*Exercise details*
Using the data below, return the stretch from the line that contains "filename src/support/register_elections.rs" through the line that contains "let now = Utc::now();", both included, exactly as it stands and nothing beyond it.

*Working data*
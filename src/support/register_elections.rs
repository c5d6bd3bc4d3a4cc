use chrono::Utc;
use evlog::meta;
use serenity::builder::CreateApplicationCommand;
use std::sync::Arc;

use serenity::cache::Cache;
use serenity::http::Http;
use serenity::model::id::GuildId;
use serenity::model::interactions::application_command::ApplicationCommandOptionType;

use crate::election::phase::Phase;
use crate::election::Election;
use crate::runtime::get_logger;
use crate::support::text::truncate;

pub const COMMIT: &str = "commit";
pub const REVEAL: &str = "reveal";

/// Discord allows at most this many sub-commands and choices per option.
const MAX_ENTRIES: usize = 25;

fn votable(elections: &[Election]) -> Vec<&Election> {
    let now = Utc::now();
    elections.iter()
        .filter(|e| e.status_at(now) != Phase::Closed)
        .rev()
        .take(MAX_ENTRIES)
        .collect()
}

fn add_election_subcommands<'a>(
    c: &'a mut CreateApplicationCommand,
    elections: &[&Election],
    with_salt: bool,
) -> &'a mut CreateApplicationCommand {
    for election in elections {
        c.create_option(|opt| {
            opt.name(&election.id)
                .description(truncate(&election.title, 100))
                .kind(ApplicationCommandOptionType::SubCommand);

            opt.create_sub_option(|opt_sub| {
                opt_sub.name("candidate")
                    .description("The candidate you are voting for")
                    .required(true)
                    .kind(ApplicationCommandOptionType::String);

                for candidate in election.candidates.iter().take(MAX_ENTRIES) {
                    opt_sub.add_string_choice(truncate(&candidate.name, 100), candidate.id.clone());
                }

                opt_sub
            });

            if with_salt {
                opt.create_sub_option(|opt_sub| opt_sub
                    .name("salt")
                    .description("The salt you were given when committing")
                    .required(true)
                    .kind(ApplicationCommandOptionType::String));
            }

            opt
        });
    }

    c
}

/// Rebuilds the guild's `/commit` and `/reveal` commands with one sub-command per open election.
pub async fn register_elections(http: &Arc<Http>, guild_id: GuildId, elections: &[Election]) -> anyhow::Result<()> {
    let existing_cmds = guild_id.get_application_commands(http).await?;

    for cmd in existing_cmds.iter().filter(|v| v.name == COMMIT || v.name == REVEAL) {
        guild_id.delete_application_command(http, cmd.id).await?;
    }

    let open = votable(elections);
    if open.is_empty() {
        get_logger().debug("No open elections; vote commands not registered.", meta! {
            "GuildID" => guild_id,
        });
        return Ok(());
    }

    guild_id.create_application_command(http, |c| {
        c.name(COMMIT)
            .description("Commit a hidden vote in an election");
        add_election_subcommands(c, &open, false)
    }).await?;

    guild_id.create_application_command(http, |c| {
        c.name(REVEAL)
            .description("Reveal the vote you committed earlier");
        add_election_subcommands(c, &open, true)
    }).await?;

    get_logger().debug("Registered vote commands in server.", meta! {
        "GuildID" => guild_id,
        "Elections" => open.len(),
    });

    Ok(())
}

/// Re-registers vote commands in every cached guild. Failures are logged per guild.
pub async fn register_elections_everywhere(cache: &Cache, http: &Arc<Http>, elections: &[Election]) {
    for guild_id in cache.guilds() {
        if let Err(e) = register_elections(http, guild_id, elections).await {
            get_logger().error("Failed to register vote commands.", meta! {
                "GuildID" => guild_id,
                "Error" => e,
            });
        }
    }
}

---

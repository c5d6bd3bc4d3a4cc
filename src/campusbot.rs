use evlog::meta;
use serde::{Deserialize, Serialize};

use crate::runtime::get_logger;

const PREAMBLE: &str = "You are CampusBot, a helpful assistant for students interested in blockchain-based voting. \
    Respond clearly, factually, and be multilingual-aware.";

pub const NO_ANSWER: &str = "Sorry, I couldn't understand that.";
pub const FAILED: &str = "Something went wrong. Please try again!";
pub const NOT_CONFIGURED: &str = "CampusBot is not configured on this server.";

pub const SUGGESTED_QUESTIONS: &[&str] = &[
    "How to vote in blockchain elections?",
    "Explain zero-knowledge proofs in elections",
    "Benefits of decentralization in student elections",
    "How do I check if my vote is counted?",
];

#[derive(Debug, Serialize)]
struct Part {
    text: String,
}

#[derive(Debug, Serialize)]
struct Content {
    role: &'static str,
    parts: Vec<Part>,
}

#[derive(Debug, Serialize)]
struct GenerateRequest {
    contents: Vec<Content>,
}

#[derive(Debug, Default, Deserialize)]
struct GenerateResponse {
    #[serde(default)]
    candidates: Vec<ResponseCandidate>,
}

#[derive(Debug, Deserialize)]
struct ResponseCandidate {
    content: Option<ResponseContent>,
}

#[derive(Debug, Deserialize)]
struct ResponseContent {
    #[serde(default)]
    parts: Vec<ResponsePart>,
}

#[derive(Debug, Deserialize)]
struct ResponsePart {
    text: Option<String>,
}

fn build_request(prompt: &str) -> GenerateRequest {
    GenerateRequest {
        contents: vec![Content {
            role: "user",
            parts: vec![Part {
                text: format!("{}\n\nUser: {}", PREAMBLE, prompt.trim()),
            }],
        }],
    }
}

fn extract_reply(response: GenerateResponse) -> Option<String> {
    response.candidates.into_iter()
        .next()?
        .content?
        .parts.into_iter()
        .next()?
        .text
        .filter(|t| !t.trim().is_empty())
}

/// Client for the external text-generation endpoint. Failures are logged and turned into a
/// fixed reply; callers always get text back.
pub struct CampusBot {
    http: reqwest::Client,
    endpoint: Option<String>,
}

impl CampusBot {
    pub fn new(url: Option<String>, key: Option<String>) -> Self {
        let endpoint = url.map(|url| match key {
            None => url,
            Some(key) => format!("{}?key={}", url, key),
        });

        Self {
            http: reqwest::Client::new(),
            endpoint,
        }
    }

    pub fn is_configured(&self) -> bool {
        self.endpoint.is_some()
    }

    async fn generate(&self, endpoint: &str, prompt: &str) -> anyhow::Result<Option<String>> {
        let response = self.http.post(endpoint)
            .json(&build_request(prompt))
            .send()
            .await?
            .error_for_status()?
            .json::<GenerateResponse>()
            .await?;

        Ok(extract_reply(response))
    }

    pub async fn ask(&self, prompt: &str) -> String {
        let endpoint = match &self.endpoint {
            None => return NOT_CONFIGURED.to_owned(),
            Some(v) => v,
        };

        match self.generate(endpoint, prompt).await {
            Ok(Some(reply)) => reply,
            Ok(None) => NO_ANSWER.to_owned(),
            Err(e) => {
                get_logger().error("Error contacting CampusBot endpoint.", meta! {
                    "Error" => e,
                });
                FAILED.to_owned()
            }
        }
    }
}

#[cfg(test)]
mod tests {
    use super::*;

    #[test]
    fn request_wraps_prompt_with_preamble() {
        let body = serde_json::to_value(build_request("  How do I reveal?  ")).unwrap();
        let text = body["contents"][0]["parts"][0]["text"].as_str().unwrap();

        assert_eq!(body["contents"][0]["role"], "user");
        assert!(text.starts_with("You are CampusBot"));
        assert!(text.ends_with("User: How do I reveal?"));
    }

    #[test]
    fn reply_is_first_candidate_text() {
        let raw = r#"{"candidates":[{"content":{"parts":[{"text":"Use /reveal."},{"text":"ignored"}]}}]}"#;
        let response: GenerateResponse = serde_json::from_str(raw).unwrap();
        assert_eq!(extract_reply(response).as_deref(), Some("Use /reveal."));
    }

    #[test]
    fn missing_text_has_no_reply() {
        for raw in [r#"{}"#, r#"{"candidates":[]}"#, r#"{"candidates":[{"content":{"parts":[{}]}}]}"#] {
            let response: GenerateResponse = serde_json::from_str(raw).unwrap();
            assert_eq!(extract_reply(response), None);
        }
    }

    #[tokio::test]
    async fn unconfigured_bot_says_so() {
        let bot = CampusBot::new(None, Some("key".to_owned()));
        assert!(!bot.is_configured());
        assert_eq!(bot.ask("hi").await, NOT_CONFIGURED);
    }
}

...

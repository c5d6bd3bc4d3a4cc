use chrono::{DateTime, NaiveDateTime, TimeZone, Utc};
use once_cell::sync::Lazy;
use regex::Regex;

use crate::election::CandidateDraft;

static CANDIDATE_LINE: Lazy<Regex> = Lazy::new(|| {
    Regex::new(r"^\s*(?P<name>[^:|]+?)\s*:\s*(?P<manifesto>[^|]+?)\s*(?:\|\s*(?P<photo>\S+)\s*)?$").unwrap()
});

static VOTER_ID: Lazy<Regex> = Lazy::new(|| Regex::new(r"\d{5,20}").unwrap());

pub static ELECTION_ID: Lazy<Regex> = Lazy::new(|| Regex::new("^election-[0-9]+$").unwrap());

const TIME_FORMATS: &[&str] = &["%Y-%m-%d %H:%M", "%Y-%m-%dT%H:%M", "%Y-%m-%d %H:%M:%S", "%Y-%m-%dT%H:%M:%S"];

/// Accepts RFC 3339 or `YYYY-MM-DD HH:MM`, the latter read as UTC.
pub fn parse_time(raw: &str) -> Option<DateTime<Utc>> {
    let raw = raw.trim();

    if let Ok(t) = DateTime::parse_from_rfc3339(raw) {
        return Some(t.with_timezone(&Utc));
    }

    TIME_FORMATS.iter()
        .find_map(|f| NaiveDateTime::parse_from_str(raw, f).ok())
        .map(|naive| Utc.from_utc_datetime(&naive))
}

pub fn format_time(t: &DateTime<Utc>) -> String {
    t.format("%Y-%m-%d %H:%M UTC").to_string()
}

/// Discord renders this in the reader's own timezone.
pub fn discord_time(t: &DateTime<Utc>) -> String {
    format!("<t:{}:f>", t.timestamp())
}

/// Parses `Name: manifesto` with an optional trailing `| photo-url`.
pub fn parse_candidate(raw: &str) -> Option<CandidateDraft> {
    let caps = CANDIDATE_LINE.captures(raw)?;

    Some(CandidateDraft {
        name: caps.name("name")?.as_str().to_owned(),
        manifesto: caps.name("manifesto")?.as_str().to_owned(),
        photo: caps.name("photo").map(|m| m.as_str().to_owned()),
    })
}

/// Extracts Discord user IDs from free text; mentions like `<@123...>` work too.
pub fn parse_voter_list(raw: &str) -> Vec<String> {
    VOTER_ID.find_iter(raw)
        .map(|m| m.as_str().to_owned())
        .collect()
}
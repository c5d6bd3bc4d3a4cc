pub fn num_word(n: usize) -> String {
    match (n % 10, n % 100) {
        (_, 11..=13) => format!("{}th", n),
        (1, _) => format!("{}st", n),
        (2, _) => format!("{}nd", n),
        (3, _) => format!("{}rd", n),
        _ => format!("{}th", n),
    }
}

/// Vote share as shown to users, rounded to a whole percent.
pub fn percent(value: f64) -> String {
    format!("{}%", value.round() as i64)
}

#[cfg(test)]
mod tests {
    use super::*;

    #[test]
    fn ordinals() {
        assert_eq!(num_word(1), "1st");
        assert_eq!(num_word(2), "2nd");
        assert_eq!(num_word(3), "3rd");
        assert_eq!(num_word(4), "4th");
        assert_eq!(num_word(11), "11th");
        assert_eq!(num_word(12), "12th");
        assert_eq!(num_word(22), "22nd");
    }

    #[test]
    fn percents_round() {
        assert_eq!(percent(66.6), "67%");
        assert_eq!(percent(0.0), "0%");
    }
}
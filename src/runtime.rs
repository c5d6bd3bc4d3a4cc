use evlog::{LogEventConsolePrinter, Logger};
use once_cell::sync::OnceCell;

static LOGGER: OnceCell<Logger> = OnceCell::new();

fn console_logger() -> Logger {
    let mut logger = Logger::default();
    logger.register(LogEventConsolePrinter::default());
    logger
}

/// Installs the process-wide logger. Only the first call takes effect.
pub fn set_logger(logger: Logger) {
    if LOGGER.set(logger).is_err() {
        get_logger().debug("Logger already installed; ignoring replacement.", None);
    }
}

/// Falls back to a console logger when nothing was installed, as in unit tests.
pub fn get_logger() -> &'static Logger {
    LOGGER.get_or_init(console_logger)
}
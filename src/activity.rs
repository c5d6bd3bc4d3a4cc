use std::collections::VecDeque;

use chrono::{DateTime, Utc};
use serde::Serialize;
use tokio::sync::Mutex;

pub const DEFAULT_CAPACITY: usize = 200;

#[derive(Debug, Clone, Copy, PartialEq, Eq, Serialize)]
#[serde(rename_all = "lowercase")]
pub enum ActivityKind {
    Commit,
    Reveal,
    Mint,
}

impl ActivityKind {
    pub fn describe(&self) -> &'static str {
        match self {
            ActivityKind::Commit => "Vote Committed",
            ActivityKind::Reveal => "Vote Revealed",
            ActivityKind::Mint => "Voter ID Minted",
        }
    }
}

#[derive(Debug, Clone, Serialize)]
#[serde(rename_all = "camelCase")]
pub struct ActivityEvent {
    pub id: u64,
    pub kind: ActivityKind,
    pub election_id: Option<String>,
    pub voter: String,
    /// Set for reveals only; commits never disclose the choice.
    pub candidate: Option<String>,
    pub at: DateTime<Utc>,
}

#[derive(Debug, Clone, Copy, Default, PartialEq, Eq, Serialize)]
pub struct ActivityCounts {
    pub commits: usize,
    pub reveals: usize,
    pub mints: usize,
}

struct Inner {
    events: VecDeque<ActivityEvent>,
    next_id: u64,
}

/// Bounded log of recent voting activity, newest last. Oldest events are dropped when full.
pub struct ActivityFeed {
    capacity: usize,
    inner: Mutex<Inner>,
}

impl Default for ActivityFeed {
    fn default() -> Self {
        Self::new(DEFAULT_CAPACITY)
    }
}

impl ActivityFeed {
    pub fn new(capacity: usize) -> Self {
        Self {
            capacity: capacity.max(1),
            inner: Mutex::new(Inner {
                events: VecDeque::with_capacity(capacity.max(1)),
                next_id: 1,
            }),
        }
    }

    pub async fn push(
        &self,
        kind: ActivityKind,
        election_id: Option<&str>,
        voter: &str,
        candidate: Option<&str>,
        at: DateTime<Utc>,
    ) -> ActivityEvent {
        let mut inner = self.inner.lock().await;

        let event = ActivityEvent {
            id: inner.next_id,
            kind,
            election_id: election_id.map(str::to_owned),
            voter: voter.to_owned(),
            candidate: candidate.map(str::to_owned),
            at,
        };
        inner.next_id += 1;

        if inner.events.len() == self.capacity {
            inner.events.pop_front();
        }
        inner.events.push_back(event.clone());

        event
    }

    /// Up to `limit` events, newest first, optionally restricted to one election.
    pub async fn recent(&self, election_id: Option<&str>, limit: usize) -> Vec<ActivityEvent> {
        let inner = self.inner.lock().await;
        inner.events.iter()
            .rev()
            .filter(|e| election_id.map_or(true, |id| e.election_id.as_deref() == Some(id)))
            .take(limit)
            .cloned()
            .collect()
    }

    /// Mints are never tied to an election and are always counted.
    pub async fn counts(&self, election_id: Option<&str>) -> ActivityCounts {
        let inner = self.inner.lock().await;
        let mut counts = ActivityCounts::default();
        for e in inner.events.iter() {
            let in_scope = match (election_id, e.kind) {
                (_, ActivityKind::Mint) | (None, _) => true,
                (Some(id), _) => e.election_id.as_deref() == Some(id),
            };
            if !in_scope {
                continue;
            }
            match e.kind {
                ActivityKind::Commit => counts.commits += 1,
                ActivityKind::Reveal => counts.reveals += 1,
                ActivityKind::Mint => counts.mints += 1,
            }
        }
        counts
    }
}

*Answer section*
filename src/support/register_elections.rs
repository c5d6bd3bc4d3a4cc
use chrono::Utc;
use evlog::meta;
use serenity::builder::CreateApplicationCommand;
use std::sync::Arc;

use serenity::cache::Cache;
use serenity::http::Http;
use serenity::model::id::GuildId;
use serenity::model::interactions::application_command::ApplicationCommandOptionType;

use crate::election::phase::Phase;
use crate::election::Election;
use crate::runtime::get_logger;
use crate::support::text::truncate;

pub const COMMIT: &str = "commit";
pub const REVEAL: &str = "reveal";

/// Discord allows at most this many sub-commands and choices per option.
const MAX_ENTRIES: usize = 25;

fn votable(elections: &[Election]) -> Vec<&Election> {
    let now = Utc::now();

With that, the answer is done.